Desvergozadamente colombiano
Jaime Bateman había entendido que Colombia era así, y que eso no era motivo de vergüenza. Por eso había sido capaz de dirigir un grupo guerrillero tan desvergonzadamente colombiano que se anunciaba en la prensa en avisos limitados como si fuera un vermífugo contra los parásitos, para gran escándalo de la izquierda colonial, sin el menor respeto por la teoría y la praxis correctas del marxismo.

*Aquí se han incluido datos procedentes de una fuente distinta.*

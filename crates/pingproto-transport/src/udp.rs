use std::fmt;
use std::io::{Read, Write};
use std::net::{ToSocketAddrs, UdpSocket};

use bytes::{Buf, BytesMut};
use tracing::info;

use crate::error::{Result, TransportError};
use crate::stream::DeviceStream;

/// Largest UDP payload we ever expect from a device bridge.
const MAX_DATAGRAM: usize = 65_507;

/// Connected UDP socket presented as a byte stream.
///
/// Received datagram payloads are buffered internally so exact-count reads
/// that span datagram boundaries behave like reads from a serial line.
pub(crate) struct UdpStream {
    socket: UdpSocket,
    rx: BytesMut,
    scratch: Vec<u8>,
}

impl UdpStream {
    fn new(socket: UdpSocket) -> Self {
        Self {
            socket,
            rx: BytesMut::new(),
            scratch: vec![0u8; MAX_DATAGRAM],
        }
    }

    pub(crate) fn socket(&self) -> &UdpSocket {
        &self.socket
    }

    pub(crate) fn try_clone(&self) -> Result<Self> {
        let socket = self.socket.try_clone().map_err(TransportError::Io)?;
        Ok(Self::new(socket))
    }
}

impl Read for UdpStream {
    fn read(&mut self, buf: &mut [u8]) -> std::io::Result<usize> {
        while self.rx.is_empty() {
            let received = self.socket.recv(&mut self.scratch)?;
            self.rx.extend_from_slice(&self.scratch[..received]);
        }
        let n = buf.len().min(self.rx.len());
        buf[..n].copy_from_slice(&self.rx[..n]);
        self.rx.advance(n);
        Ok(n)
    }
}

impl Write for UdpStream {
    fn write(&mut self, buf: &[u8]) -> std::io::Result<usize> {
        self.socket.send(buf)
    }

    fn flush(&mut self) -> std::io::Result<()> {
        Ok(())
    }
}

impl DeviceStream {
    /// Connect to a device reachable over UDP (blocking socket).
    ///
    /// Binds an ephemeral local port and locks the socket onto `addr`; the
    /// device address (IP, port) is entirely this layer's concern.
    pub fn connect_udp<A: ToSocketAddrs + fmt::Display>(addr: A) -> Result<Self> {
        let connect_err = |source| TransportError::Connect {
            addr: addr.to_string(),
            source,
        };

        let socket = UdpSocket::bind(("0.0.0.0", 0)).map_err(connect_err)?;
        socket.connect(&addr).map_err(connect_err)?;
        info!(%addr, "connected udp device transport");

        Ok(Self::from_udp(UdpStream::new(socket)))
    }
}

Y que como primera acción política, para escándalo de la derecha colonizada, se robó de un museo la espada de Bolívar, sin el menor respeto. No por Bolívar, sino por el museo. A Jaime Bateman le importaba más Colombia que el marxismo, y más los colombianos que los museos. Era un patriota. Y por eso mismo, un compatriota del cual se podía sentir verdadero orgullo. Porque luchaba justamente para que Colombia fuera de verdad colombiana, y orgullosa de serlo, y no un país colonizado y colonial del cual, por serlo, hubiera que sentirse avergonzado. Todo esto suena un poco pomposo. Pero es que los colombianos también tendemos a ser algo pomposos cuando hablamos de la patria y de cosas así.